One of Douglas Campbell’s essays in Beyond Old and New Perspectives on Paul deals the dikaio– language of Paul, both as a noun (righteousness, dikaiosune) and as a verb (“justify,” dikaioo). Addressing the latter, Campbell rightly highlights the importance of Romans 6:7: “whoever has died is justified from sin.”

Citing Robin Scroggs, he argues that “the one who has died” is Christ Himself, and therefore that He is in the first instance the one who has been liberated from sin. Campbell explains, “we must translate the verb dikaioo here with fundamentally and univocally liberative sense such as ‘set free,’ ‘liberated,’ or ‘delivered.’ Indeed, this reading is unavoidable. Christ has not been ‘justified,’ or ‘pronounced righteous,’ or even ‘vindicated.’ As the context makes clear, his resurrection delivered him from death and from a state preceding death oppressed by the evil force of Sin” (207-8).

Campbell overstates the contrast here. There is no reason to set “pronounced righteous” over against “liberate.” Jesus did in fact need to be justified; He had died a condemned man, and that verdict, and the sentence of death, needed both to be overturned. The resurrection is thus both a verdict and a liberation; it is a verdict passed in the form of liberation.
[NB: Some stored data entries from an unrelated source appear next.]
//! Asset definitions
//!
//! An asset is a named unit of data production. Its definition declares how
//! it is partitioned, which assets it reads from (optionally with a partition
//! mapping), how fresh it must be kept, which quality checks guard it, and
//! which compute tier should run it. Definitions are immutable once built.

use crate::freshness::FreshnessPolicy;
use crate::partition::PartitionsDefinition;
use crate::partition_mapping::PartitionMapping;
use crate::quality::CheckDefinition;
use crate::ConfigurationError;
use serde::{Deserialize, Serialize};
use std::collections::{BTreeMap, HashSet};
use std::fmt;
use std::time::Duration;

/// Unique key of an asset, e.g. `raw_orders` or `warehouse/clean_orders`
#[derive(Debug, Clone, PartialEq, Eq, PartialOrd, Ord, Hash, Serialize, Deserialize)]
#[serde(transparent)]
pub struct AssetKey(String);

impl AssetKey {
    pub fn new(key: impl Into<String>) -> Self {
        Self(key.into())
    }

    pub fn as_str(&self) -> &str {
        &self.0
    }
}

impl fmt::Display for AssetKey {
    fn fmt(&self, f: &mut fmt::Formatter<'_>) -> fmt::Result {
        write!(f, "{}", self.0)
    }
}

impl From<&str> for AssetKey {
    fn from(key: &str) -> Self {
        Self(key.to_string())
    }
}

impl From<String> for AssetKey {
    fn from(key: String) -> Self {
        Self(key)
    }
}

impl AsRef<str> for AssetKey {
    fn as_ref(&self) -> &str {
        &self.0
    }
}

/// Class of compute backend an asset should run on
///
/// Tiers differ only in latency and timeout expectations; the engine treats
/// every tier through the same executor contract.
#[derive(Debug, Clone, Copy, PartialEq, Eq, Hash, Default, Serialize, Deserialize)]
#[serde(rename_all = "snake_case")]
pub enum ComputeTier {
    /// Short-lived serverless function
    Function,

    /// Container task
    #[default]
    Container,

    /// Job on a managed cluster
    Cluster,

    /// Long-running batch job
    Batch,

    /// Tokio task inside the engine process, for development and tests
    InProcess,
}

impl ComputeTier {
    pub const ALL: [ComputeTier; 5] = [
        ComputeTier::Function,
        ComputeTier::Container,
        ComputeTier::Cluster,
        ComputeTier::Batch,
        ComputeTier::InProcess,
    ];

    /// Default max duration for runs on this tier
    pub fn default_max_duration(&self) -> Option<Duration> {
        match self {
            ComputeTier::Function => Some(Duration::from_secs(15 * 60)),
            ComputeTier::Container => Some(Duration::from_secs(2 * 60 * 60)),
            ComputeTier::Cluster => Some(Duration::from_secs(12 * 60 * 60)),
            ComputeTier::Batch => Some(Duration::from_secs(24 * 60 * 60)),
            ComputeTier::InProcess => None,
        }
    }

    pub fn as_str(&self) -> &'static str {
        match self {
            ComputeTier::Function => "function",
            ComputeTier::Container => "container",
            ComputeTier::Cluster => "cluster",
            ComputeTier::Batch => "batch",
            ComputeTier::InProcess => "in_process",
        }
    }
}

impl fmt::Display for ComputeTier {
    fn fmt(&self, f: &mut fmt::Formatter<'_>) -> fmt::Result {
        write!(f, "{}", self.as_str())
    }
}

impl std::str::FromStr for ComputeTier {
    type Err = String;

    fn from_str(s: &str) -> Result<Self, Self::Err> {
        ComputeTier::ALL
            .into_iter()
            .find(|tier| tier.as_str() == s)
            .ok_or_else(|| format!("unknown compute tier '{s}'"))
    }
}

/// Dependency on an upstream asset
#[derive(Debug, Clone, PartialEq)]
pub struct AssetDependency {
    pub upstream: AssetKey,

    /// Explicit partition mapping; `None` means infer (identity or all)
    pub mapping: Option<PartitionMapping>,
}

/// Immutable definition of an asset
#[derive(Debug, Clone)]
pub struct AssetDefinition {
    pub key: AssetKey,
    pub description: Option<String>,
    pub owner: Option<String>,
    pub tags: Vec<String>,

    /// `None` means a single implicit partition
    pub partitions: Option<PartitionsDefinition>,

    /// Upstream dependencies, in declaration order
    pub dependencies: Vec<AssetDependency>,

    pub freshness: Option<FreshnessPolicy>,
    pub checks: Vec<CheckDefinition>,
    pub compute_tier: ComputeTier,

    /// Overrides the tier's default max duration
    pub max_duration: Option<Duration>,

    pub metadata: BTreeMap<String, String>,
}

impl AssetDefinition {
    /// Start building a definition
    pub fn builder(key: impl Into<AssetKey>) -> AssetBuilder {
        AssetBuilder::new(key)
    }

    /// Keys of direct upstream assets
    pub fn upstream_keys(&self) -> impl Iterator<Item = &AssetKey> {
        self.dependencies.iter().map(|d| &d.upstream)
    }

    pub fn dependency_on(&self, upstream: &AssetKey) -> Option<&AssetDependency> {
        self.dependencies.iter().find(|d| &d.upstream == upstream)
    }

    pub fn is_partitioned(&self) -> bool {
        self.partitions.is_some()
    }

    /// Effective max duration: explicit override, else the tier default
    pub fn effective_max_duration(&self) -> Option<Duration> {
        self.max_duration.or_else(|| self.compute_tier.default_max_duration())
    }
}

/// Builder for asset definitions
pub struct AssetBuilder {
    key: AssetKey,
    description: Option<String>,
    owner: Option<String>,
    tags: Vec<String>,
    partitions: Option<PartitionsDefinition>,
    dependencies: Vec<AssetDependency>,
    freshness: Option<FreshnessPolicy>,
    checks: Vec<CheckDefinition>,
    compute_tier: ComputeTier,
    max_duration: Option<Duration>,
    metadata: BTreeMap<String, String>,
}

impl AssetBuilder {
    pub fn new(key: impl Into<AssetKey>) -> Self {
        Self {
            key: key.into(),
            description: None,
            owner: None,
            tags: Vec::new(),
            partitions: None,
            dependencies: Vec::new(),
            freshness: None,
            checks: Vec::new(),
            compute_tier: ComputeTier::default(),
            max_duration: None,
            metadata: BTreeMap::new(),
        }
    }

    pub fn description(mut self, description: impl Into<String>) -> Self {
        self.description = Some(description.into());
        self
    }

    pub fn owner(mut self, owner: impl Into<String>) -> Self {
        self.owner = Some(owner.into());
        self
    }

    pub fn tag(mut self, tag: impl Into<String>) -> Self {
        self.tags.push(tag.into());
        self
    }

    pub fn partitions(mut self, partitions: PartitionsDefinition) -> Self {
        self.partitions = Some(partitions);
        self
    }

    /// Depend on an upstream asset with an inferred partition mapping
    pub fn depends_on(mut self, upstream: impl Into<AssetKey>) -> Self {
        self.dependencies.push(AssetDependency {
            upstream: upstream.into(),
            mapping: None,
        });
        self
    }

    /// Depend on an upstream asset through an explicit partition mapping
    pub fn depends_on_with(
        mut self,
        upstream: impl Into<AssetKey>,
        mapping: PartitionMapping,
    ) -> Self {
        self.dependencies.push(AssetDependency {
            upstream: upstream.into(),
            mapping: Some(mapping),
        });
        self
    }

    pub fn freshness(mut self, policy: FreshnessPolicy) -> Self {
        self.freshness = Some(policy);
        self
    }

    pub fn check(mut self, check: CheckDefinition) -> Self {
        self.checks.push(check);
        self
    }

    pub fn compute_tier(mut self, tier: ComputeTier) -> Self {
        self.compute_tier = tier;
        self
    }

    pub fn max_duration(mut self, max: Duration) -> Self {
        self.max_duration = Some(max);
        self
    }

    pub fn metadata(mut self, key: impl Into<String>, value: impl Into<String>) -> Self {
        self.metadata.insert(key.into(), value.into());
        self
    }

    /// Validate and build the definition
    ///
    /// Only checks that do not need the rest of the graph run here; unknown
    /// upstreams and partition mapping compatibility are checked when the
    /// graph is built.
    pub fn build(self) -> Result<AssetDefinition, ConfigurationError> {
        if self.key.as_str().trim().is_empty() {
            return Err(ConfigurationError::InvalidAsset {
                key: self.key,
                reason: "asset key cannot be empty".to_string(),
            });
        }

        if let Some(partitions) = &self.partitions {
            partitions
                .validate()
                .map_err(|e| ConfigurationError::InvalidPartitionsDefinition {
                    key: self.key.clone(),
                    reason: e.to_string(),
                })?;
        }

        let mut upstreams = HashSet::new();
        for dep in &self.dependencies {
            if dep.upstream == self.key {
                return Err(ConfigurationError::Cycle {
                    path: vec![self.key.clone(), self.key.clone()],
                });
            }
            if !upstreams.insert(&dep.upstream) {
                return Err(ConfigurationError::InvalidAsset {
                    key: self.key.clone(),
                    reason: format!("dependency on '{}' declared twice", dep.upstream),
                });
            }
        }

        let mut check_names = HashSet::new();
        for check in &self.checks {
            if !check_names.insert(check.name.as_str()) {
                return Err(ConfigurationError::DuplicateCheck {
                    key: self.key.clone(),
                    check: check.name.clone(),
                });
            }
        }

        Ok(AssetDefinition {
            key: self.key,
            description: self.description,
            owner: self.owner,
            tags: self.tags,
            partitions: self.partitions,
            dependencies: self.dependencies,
            freshness: self.freshness,
            checks: self.checks,
            compute_tier: self.compute_tier,
            max_duration: self.max_duration,
            metadata: self.metadata,
        })
    }
}

#[cfg(test)]
mod tests {
    use super::*;
    use crate::partition::TimeWindowPartitions;
    use crate::quality::CheckType;

    #[test]
    fn test_asset_builder() {
        let asset = AssetDefinition::builder("clean")
            .description("Cleaned orders")
            .owner("data-team")
            .tag("orders")
            .depends_on("raw")
            .compute_tier(ComputeTier::Function)
            .build()
            .unwrap();

        assert_eq!(asset.key, AssetKey::new("clean"));
        assert_eq!(asset.upstream_keys().collect::<Vec<_>>(), vec![&AssetKey::new("raw")]);
        assert_eq!(asset.compute_tier, ComputeTier::Function);
        assert!(!asset.is_partitioned());
    }

    #[test]
    fn test_effective_max_duration() {
        let asset = AssetDefinition::builder("a")
            .compute_tier(ComputeTier::Function)
            .build()
            .unwrap();
        assert_eq!(
            asset.effective_max_duration(),
            Some(Duration::from_secs(900))
        );

        let asset = AssetDefinition::builder("b")
            .compute_tier(ComputeTier::Function)
            .max_duration(Duration::from_secs(60))
            .build()
            .unwrap();
        assert_eq!(asset.effective_max_duration(), Some(Duration::from_secs(60)));

        let asset = AssetDefinition::builder("c")
            .compute_tier(ComputeTier::InProcess)
            .build()
            .unwrap();
        assert_eq!(asset.effective_max_duration(), None);
    }

    #[test]
    fn test_self_dependency_is_a_cycle() {
        let result = AssetDefinition::builder("a").depends_on("a").build();
        assert!(matches!(result, Err(ConfigurationError::Cycle { .. })));
    }

    #[test]
    fn test_duplicate_check_names_rejected() {
        let result = AssetDefinition::builder("a")
            .check(CheckDefinition::new(
                "rows",
                CheckType::RowCount {
                    min: Some(1),
                    max: None,
                },
            ))
            .check(CheckDefinition::new(
                "rows",
                CheckType::RowCount {
                    min: None,
                    max: Some(10),
                },
            ))
            .build();
        assert!(matches!(result, Err(ConfigurationError::DuplicateCheck { .. })));
    }

    #[test]
    fn test_invalid_partitions_rejected() {
        let result = AssetDefinition::builder("a")
            .partitions(PartitionsDefinition::static_keys(["x", "x"]))
            .build();
        assert!(matches!(
            result,
            Err(ConfigurationError::InvalidPartitionsDefinition { .. })
        ));

        let ok = AssetDefinition::builder("b")
            .partitions(PartitionsDefinition::Time(
                TimeWindowPartitions::daily("2024-01-01", None).unwrap(),
            ))
            .build();
        assert!(ok.is_ok());
    }

    #[test]
    fn test_compute_tier_round_trip_names() {
        for tier in ComputeTier::ALL {
            assert_eq!(tier.as_str().parse::<ComputeTier>().unwrap(), tier);
        }
        assert!("gpu".parse::<ComputeTier>().is_err());
    }
}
But Campbell is right that this is “a three-figure drama,” in which God is delivering us in Christ from an opposing power, here Sin” (208). It is not simply a two-figure drama, “in which God presides as judge over a transgressing individual, sin being an act of the individual and death an act of God” (208).

Campbell argues more generally that Paul uses “the verb dikaioo in an overtly liberative and even resurrecting sense” (208). Romans 6:7 is not an anomaly in Paul’s usage, Campbell believes. It highlights the performative heart of Paul’s doctrine of justification.